保有しているポジションを手放すことを決済といいます。
この決済を成行(現在の価格)に従って手放すことを成行決済といいます。
現在の価格といっても、EAにおいては価格を指定して決済します。
価格を指定して決済しますが、「今この価格で決済する」という要求です。
しかし、今この価格で決済すると要求しても、価格が違えば決済が出来ません。
指定した価格と乖離した価格で決済しても、リクォート(約定拒否)となります。
ただし、EAにおける成行決済にはある程度の誤差を許容する「スリッページ」を指定することが出来ます。
例えば「今100円で決済するが、1円の誤差は許容する」と要求するわけです。
その結果「99円~101円の誤差1円」の範囲なら決済成立します。
指定した価格とは違った価格で決済成立することを、すべりといいます。すべりの範囲を指定するのがスリッページということです。
ただし、指定した価格ではなく市場の価格で決済されるブローカー(口座の種類)もあることを念頭に置いておいてください。(指定した価格が無視されます)
取引に必要な情報
成行注文
成行注文をするために、最低限必要な情報(条件)が以下の5つです。
他にも成行注文で指定する条件はありますが、ここでは説明を省略します。
- 通貨
「USDJPY」「EURUSD」など、MT4の気配値表示に表示される「通貨ペア」です。
FXブローカー毎に、「USDJPYm」といった表現の通貨ペアがありますが、その通りの指定が必要です。 - 方向(BUY/SELL)

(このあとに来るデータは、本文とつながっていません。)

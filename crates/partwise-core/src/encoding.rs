//! Order-preserving byte encoding for partition-key values and row keys.
//!
//! Rows are stored under `[type_tag][encoded key][row id]` so that an ordered
//! scan of a relation yields rows in key order, with the row id breaking ties
//! between rows sharing one key value. String keys are NUL-terminated (and
//! reject embedded NUL bytes) so that no encoded key is a prefix of another.

use crate::error::{Error, ValidationError};
use crate::types::{KeyValue, RowId};

/// Type tag for integer keys.
pub const TAG_INT: u8 = 0x01;
/// Type tag for string keys.
pub const TAG_STR: u8 = 0x02;

/// Encode an i64 into 8 bytes that preserve numeric ordering under `memcmp`:
/// flip the sign bit and write big-endian.
pub fn encode_int(value: i64) -> [u8; 8] {
    ((value as u64) ^ (1u64 << 63)).to_be_bytes()
}

/// Decode 8 bytes produced by [`encode_int`].
pub fn decode_int(data: &[u8; 8]) -> i64 {
    (u64::from_be_bytes(*data) ^ (1u64 << 63)) as i64
}

/// Encode a key value with its type tag.
pub fn encode_key(key: &KeyValue) -> Result<Vec<u8>, Error> {
    let mut out = Vec::new();
    match key {
        KeyValue::Int(v) => {
            out.push(TAG_INT);
            out.extend_from_slice(&encode_int(*v));
        }
        KeyValue::Str(s) => {
            if s.as_bytes().contains(&0) {
                return Err(ValidationError::NulByteInKey.into());
            }
            out.push(TAG_STR);
            out.extend_from_slice(s.as_bytes());
            out.push(0);
        }
    }
    Ok(out)
}

/// Encode a full row key: the tagged key value followed by the row id.
pub fn encode_row_key(key: &KeyValue, row_id: RowId) -> Result<Vec<u8>, Error> {
    let mut out = encode_key(key)?;
    out.extend_from_slice(&row_id.to_be_bytes());
    Ok(out)
}

/// Encode a row key for a relation without a partition key (an unpartitioned
/// table's own storage): just the row id, so scans run in insertion order.
pub fn encode_bare_row_key(row_id: RowId) -> Vec<u8> {
    row_id.to_be_bytes().to_vec()
}
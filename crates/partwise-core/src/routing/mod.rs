//! Routing engine: maps partition-key values to partitions over a cached
//! catalog snapshot, and computes pruning sets for predicate ranges.

use xxhash_rust::xxh64::xxh64;

use crate::cache::CacheSnapshot;
use crate::catalog::PartitionEntry;
use crate::encoding;
use crate::error::{Error, Result, ValidationError};
use crate::types::{KeyValue, PartitionStrategy, RelationId};

/// Outcome of routing one key value.
#[derive(Debug, Clone, Copy, PartialEq, Eq)]
pub enum RouteResult {
    /// The value belongs to this partition.
    Partition(RelationId),
    /// No partition covers the value.
    OutOfRange,
}

/// Extract the partition-key value from a document.
pub fn key_from_doc(
    doc: &serde_json::Value,
    column: &str,
    expected: crate::types::KeyType,
) -> Result<KeyValue> {
    let field = doc
        .get(column)
        .ok_or_else(|| Error::from(ValidationError::MissingKeyColumn(column.to_string())))?;
    KeyValue::from_json(field, expected).ok_or_else(|| {
        ValidationError::KeyTypeMismatch {
            column: column.to_string(),
            expected: expected.to_string(),
            actual: field.to_string(),
        }
        .into()
    })
}

/// The hash slot of a key value for the given modulus. Total and stable:
/// the same `(value, modulus)` pair always yields the same slot.
pub fn hash_slot(key: &KeyValue, modulus: u32) -> Result<u32> {
    let bytes = encoding::encode_key(key)?;
    Ok((xxh64(&bytes, 0) % u64::from(modulus)) as u32)
}

/// Route a key value through a catalog snapshot.
pub fn route(snapshot: &CacheSnapshot, key: &KeyValue) -> Result<RouteResult> {
    if key.key_type() != snapshot.config.key_type {
        return Err(ValidationError::KeyTypeMismatch {
            column: snapshot.config.key_column.clone(),
            expected: snapshot.config.key_type.to_string(),
            actual: key.key_type().to_string(),
        }
        .into());
    }
    match snapshot.config.strategy {
        PartitionStrategy::Hash => {
            let slot = hash_slot(key, snapshot.config.partition_count)?;
            Ok(snapshot
                .by_index
                .get(slot as usize)
                .copied()
                .flatten()
                .map_or(RouteResult::OutOfRange, RouteResult::Partition))
        }
        PartitionStrategy::Range => {
            // Entries are sorted by min; find the first whose max exceeds
            // the key, then check its min.
            let idx = snapshot
                .entries
                .partition_point(|e| e.range().is_some_and(|(_, max)| max <= key));
            match snapshot.entries.get(idx) {
                Some(entry)
                    if entry.range().is_some_and(|(min, _)| min <= key) =>
                {
                    Ok(RouteResult::Partition(entry.child))
                }
                _ => Ok(RouteResult::OutOfRange),
            }
        }
    }
}

/// The ordered subset of partitions whose key coverage intersects the
/// closed predicate interval `[lower, upper]` (`None` bounds are
/// unbounded). For hash strategy the full entry set is returned: residues
/// carry no order, so an interval predicate cannot exclude any of them.
pub fn prune<'a>(
    snapshot: &'a CacheSnapshot,
    lower: Option<&KeyValue>,
    upper: Option<&KeyValue>,
) -> Vec<&'a PartitionEntry> {
    match snapshot.config.strategy {
        PartitionStrategy::Hash => snapshot.entries.iter().collect(),
        PartitionStrategy::Range => snapshot
            .entries
            .iter()
            .filter(|e| {
                e.range().is_some_and(|(min, max)| {
                    upper.is_none_or(|u| min <= u) && lower.is_none_or(|l| l < max)
                })
            })
            .collect(),
    }
}

/// Partitions that can hold rows with `key` exactly: the single routed
/// partition, or none when the value is uncovered. This is what an equality
/// predicate pins; for hash strategy it prunes down to one slot.
pub fn prune_eq<'a>(
    snapshot: &'a CacheSnapshot,
    key: &KeyValue,
) -> Result<Vec<&'a PartitionEntry>> {
    match route(snapshot, key)? {
        RouteResult::Partition(child) => Ok(snapshot
            .entries
            .iter()
            .filter(|e| e.child == child)
            .collect()),
        RouteResult::OutOfRange => Ok(Vec::new()),
    }
}

/// The overall `[min, max)` hull of a range-partitioned parent's coverage,
/// `None` when it has no partitions (or is hash-partitioned).
pub fn coverage_hull(snapshot: &CacheSnapshot) -> Option<(&KeyValue, &KeyValue)> {
    let first = snapshot.entries.first()?.range()?;
    let last = snapshot.entries.last()?.range()?;
    Some((first.0, last.1))
}
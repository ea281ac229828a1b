//! Manager-level options.

use std::time::Duration;

use crate::types::{DEFAULT_MIGRATION_BATCH_SIZE, DEFAULT_MIGRATION_MAX_RETRIES};

/// Tunables of one [`PartitionManager`](crate::api::PartitionManager).
#[derive(Debug, Clone)]
pub struct ManagerOptions {
    /// How long a structural-lock request waits behind earlier requests
    /// before the caller's operation aborts with a timeout.
    pub lock_timeout: Duration,
    /// Whether an insert whose key falls outside all partitions may create
    /// the missing range partitions itself.
    pub auto_extend: bool,
    /// Rows per migration batch transaction.
    pub migration_batch_size: usize,
    /// Pause between migration batches.
    pub migration_sleep: Duration,
    /// Conflicting-batch retries before a migration task halts with an
    /// error.
    pub migration_max_retries: usize,
}

impl Default for ManagerOptions {
    fn default() -> Self {
        Self {
            lock_timeout: Duration::from_secs(10),
            auto_extend: true,
            migration_batch_size: DEFAULT_MIGRATION_BATCH_SIZE,
            migration_sleep: Duration::from_secs(1),
            migration_max_retries: DEFAULT_MIGRATION_MAX_RETRIES,
        }
    }
}
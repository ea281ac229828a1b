//! Concurrent migration: draining a freshly-partitioned parent's own
//! storage into its partitions in bounded batches.
//!
//! Each batch is one short transaction: snapshot-read a key-ordered slice
//! of parent rows, then re-check every row's version, insert it into its
//! routed partition, and delete it from the parent. A row rewritten since
//! the snapshot read fails the version check, aborting the batch, which is
//! then retried with a fresh read; a half-applied batch is never visible
//! and no row is ever moved twice. Readers and writers of already-migrated
//! partitions are blocked for at most one batch's publish window.

use std::collections::HashMap;
use std::sync::Arc;
use std::sync::atomic::{AtomicBool, Ordering};

use parking_lot::Mutex;

use crate::cache::CatalogCache;
use crate::encoding;
use crate::engine::{MemoryEngine, RelationReader};
use crate::error::{EngineError, Error, MigrationError, Result, StateError, ValidationError};
use crate::lock::LockCoordinator;
use crate::routing::{self, RouteResult};
use crate::types::{KeyValue, RelationId};

/// Lifecycle of one migration task.
#[derive(Debug, Clone, Copy, PartialEq, Eq)]
pub enum MigrationPhase {
    NotStarted,
    Running,
    /// The last batch came back short; the worker is finishing the tail.
    Draining,
    Finished,
    /// Batch retries were exhausted; the task halted and reports its error.
    Failed,
}

/// Externally visible progress of a task.
#[derive(Debug, Clone)]
pub struct MigrationProgress {
    pub phase: MigrationPhase,
    pub rows_moved: u64,
    pub remaining_estimate: u64,
    pub last_key: Option<KeyValue>,
    pub error: Option<String>,
}

/// One active migration. Lives in the registry while its worker runs;
/// deleted when the parent's own storage is drained.
pub struct MigrationTask {
    parent: RelationId,
    parent_name: String,
    progress: Mutex<MigrationProgress>,
    cancel: AtomicBool,
}

impl MigrationTask {
    fn new(parent: RelationId, parent_name: &str) -> Self {
        Self {
            parent,
            parent_name: parent_name.to_string(),
            progress: Mutex::new(MigrationProgress {
                phase: MigrationPhase::NotStarted,
                rows_moved: 0,
                remaining_estimate: 0,
                last_key: None,
                error: None,
            }),
            cancel: AtomicBool::new(false),
        }
    }

    pub fn parent(&self) -> RelationId {
        self.parent
    }

    pub fn parent_name(&self) -> &str {
        &self.parent_name
    }

    pub fn progress(&self) -> MigrationProgress {
        self.progress.lock().clone()
    }

    /// Ask the worker to stop; checked between batches.
    pub fn cancel(&self) {
        self.cancel.store(true, Ordering::SeqCst);
    }

    pub fn is_cancelled(&self) -> bool {
        self.cancel.load(Ordering::SeqCst)
    }

    pub(crate) fn update<F>(&self, f: F)
    where
        F: FnOnce(&mut MigrationProgress),
    {
        f(&mut self.progress.lock());
    }
}

/// The set of active migration tasks, at most one per parent. External
/// observers poll this set: an empty set means migration is complete.
#[derive(Default)]
pub struct TaskRegistry {
    tasks: Mutex<HashMap<RelationId, Arc<MigrationTask>>>,
}

impl TaskRegistry {
    pub fn new() -> Self {
        Self::default()
    }

    /// Register a task for `parent`, failing if one is already active.
    pub fn begin(&self, parent: RelationId, parent_name: &str) -> Result<Arc<MigrationTask>> {
        let mut tasks = self.tasks.lock();
        if tasks.contains_key(&parent) {
            return Err(StateError::MigrationAlreadyRunning(parent_name.to_string()).into());
        }
        let task = Arc::new(MigrationTask::new(parent, parent_name));
        tasks.insert(parent, task.clone());
        Ok(task)
    }

    /// Delete a task (finished or cancelled).
    pub fn remove(&self, parent: RelationId) {
        self.tasks.lock().remove(&parent);
    }

    pub fn get(&self, parent: RelationId) -> Option<Arc<MigrationTask>> {
        self.tasks.lock().get(&parent).cloned()
    }

    /// All registered tasks, in no particular order.
    pub fn active(&self) -> Vec<Arc<MigrationTask>> {
        self.tasks.lock().values().cloned().collect()
    }

    pub fn is_empty(&self) -> bool {
        self.tasks.lock().is_empty()
    }
}

/// Result of one migration batch.
#[derive(Debug, Clone)]
pub struct BatchOutcome {
    /// Rows moved by this batch; 0 means the parent storage is drained.
    pub moved: usize,
    /// Rows still left in the parent's own storage afterwards.
    pub remaining: usize,
    /// Key of the last row this batch moved.
    pub last_key: Option<KeyValue>,
}

/// Move one batch of parent-stored rows into their partitions.
///
/// Routing uses a freshly built catalog view inside the batch transaction,
/// so structural changes interleaved between batches (a split, a merge) are
/// honored. Conflicting batches are retried up to `max_retries` times with
/// the row set re-read; exhaustion is fatal for the task only.
pub fn migrate_batch(
    engine: &MemoryEngine,
    locks: &LockCoordinator,
    cache: &CatalogCache,
    parent: RelationId,
    batch_size: usize,
    max_retries: usize,
) -> Result<BatchOutcome> {
    let mut attempts = 0;
    loop {
        let snap = engine.snapshot();
        let parent_name = snap.relation(parent)?.name;
        let Some(view) = cache.load(&snap, parent)? else {
            return Err(StateError::NotPartitioned(parent_name).into());
        };

        let rows = snap.scan(parent, Some(batch_size))?;
        if rows.is_empty() {
            return Ok(BatchOutcome {
                moved: 0,
                remaining: 0,
                last_key: None,
            });
        }
        let last_key = rows
            .last()
            .and_then(|(_, row)| {
                routing::key_from_doc(&row.doc, &view.config.key_column, view.config.key_type)
                    .ok()
            });

        let read_guard = locks.read(parent);
        let result = engine.transact(|txn| {
            // Re-resolve the catalog inside the batch transaction so a
            // split or merge interleaved since the snapshot read is
            // honored.
            let Some(current) = cache.load(txn, parent)? else {
                return Err(StateError::NotPartitioned(parent_name.clone()).into());
            };
            for (key, row) in &rows {
                txn.delete_row_versioned(parent, key, row.version)
                    .map_err(|e| match e {
                        Error::Engine(
                            EngineError::VersionMismatch { .. } | EngineError::RowNotFound(_),
                        ) => MigrationError::BatchConflict {
                            parent: parent_name.clone(),
                            row_id: row.row_id,
                        }
                        .into(),
                        other => other,
                    })?;
                let kv = routing::key_from_doc(
                    &row.doc,
                    &current.config.key_column,
                    current.config.key_type,
                )?;
                match routing::route(&current, &kv)? {
                    RouteResult::Partition(child) => {
                        let new_key = encoding::encode_row_key(&kv, row.row_id)?;
                        txn.put_row(child, new_key, row.row_id, row.doc.clone())?;
                    }
                    RouteResult::OutOfRange => {
                        return Err(ValidationError::ValueOutOfCoverage {
                            parent: parent_name.clone(),
                            value: kv.to_string(),
                        }
                        .into());
                    }
                }
            }
            Ok(rows.len())
        });
        drop(read_guard);

        match result {
            Ok(moved) => {
                let remaining = engine.snapshot().row_count(parent)?;
                return Ok(BatchOutcome {
                    moved,
                    remaining,
                    last_key,
                });
            }
            Err(Error::Migration(MigrationError::BatchConflict { parent, row_id })) => {
                attempts += 1;
                tracing::debug!(
                    parent = %parent,
                    row_id,
                    attempts,
                    "migration batch conflicted, retrying with re-read rows"
                );
                if attempts >= max_retries {
                    return Err(MigrationError::RetriesExhausted { parent, attempts }.into());
                }
            }
            Err(e) => return Err(e),
        }
    }
}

注文する売買の方向(BUY or SELL)が必要です。 - ロットサイズ
取引するポジションのサイズです。 - 価格
注文する際の価格です。
前述の通り、ブローカーによっては無視される場合もありますが、必須条件でも無視される場合でも動作するためには設定しておくべきです。 - スリッページ
すべりの許容範囲を指定します。
成行決済
成行決済をするために、最低限必要な情報(条件)が以下の4つです。
他にも成行決済で指定する条件はありますが、ここでは説明を省略します。
- 通貨
「USDJPY」「EURUSD」など、MT4の気配値表示に表示される「通貨ペア」です。FXブローカー毎に、「USDJPYm」といった表現の通貨ペアがありますが、その通りの指定が必要です。 - ロットサイズ
決済するポジションのサイズです。
MT4のときもありましたが、分割決済(一部の決済)も可能なので指定します。 - 価格
決済する際の価格です。
前述の通り、ブローカーによっては無視される場合もありますが、必須条件でも無視される場合でも動作するためには設定しておくべきです。 - スリッページ
すべりの許容範囲を指定します。
ポジション、オーダーの区別
MQL5の取引を複雑にしている(個人の意見)点として、ポジション(Position)とオーダー(Order)の明確な区別です。
MQL4において、その差がなかったわけではありませんが今後説明する組み込み関数(API)をポジションとオーダーで使い分ける必要が生じてきました。
簡単に区別しますと、
- ポジション
約定済み - オーダー
約定前
と覚えてください。
ややこしい例として、約定済みのポジションを保有するための取引は、約定前のオーダー系の組込み関数を使う必要があるという点です。
ここでは触れませんが、MQL4では区別していなかった決済済みのオーダー(MQL4でオーダーと表現していたのでオーダーと言っていますがMQL5のオーダーとは別)も区別されています。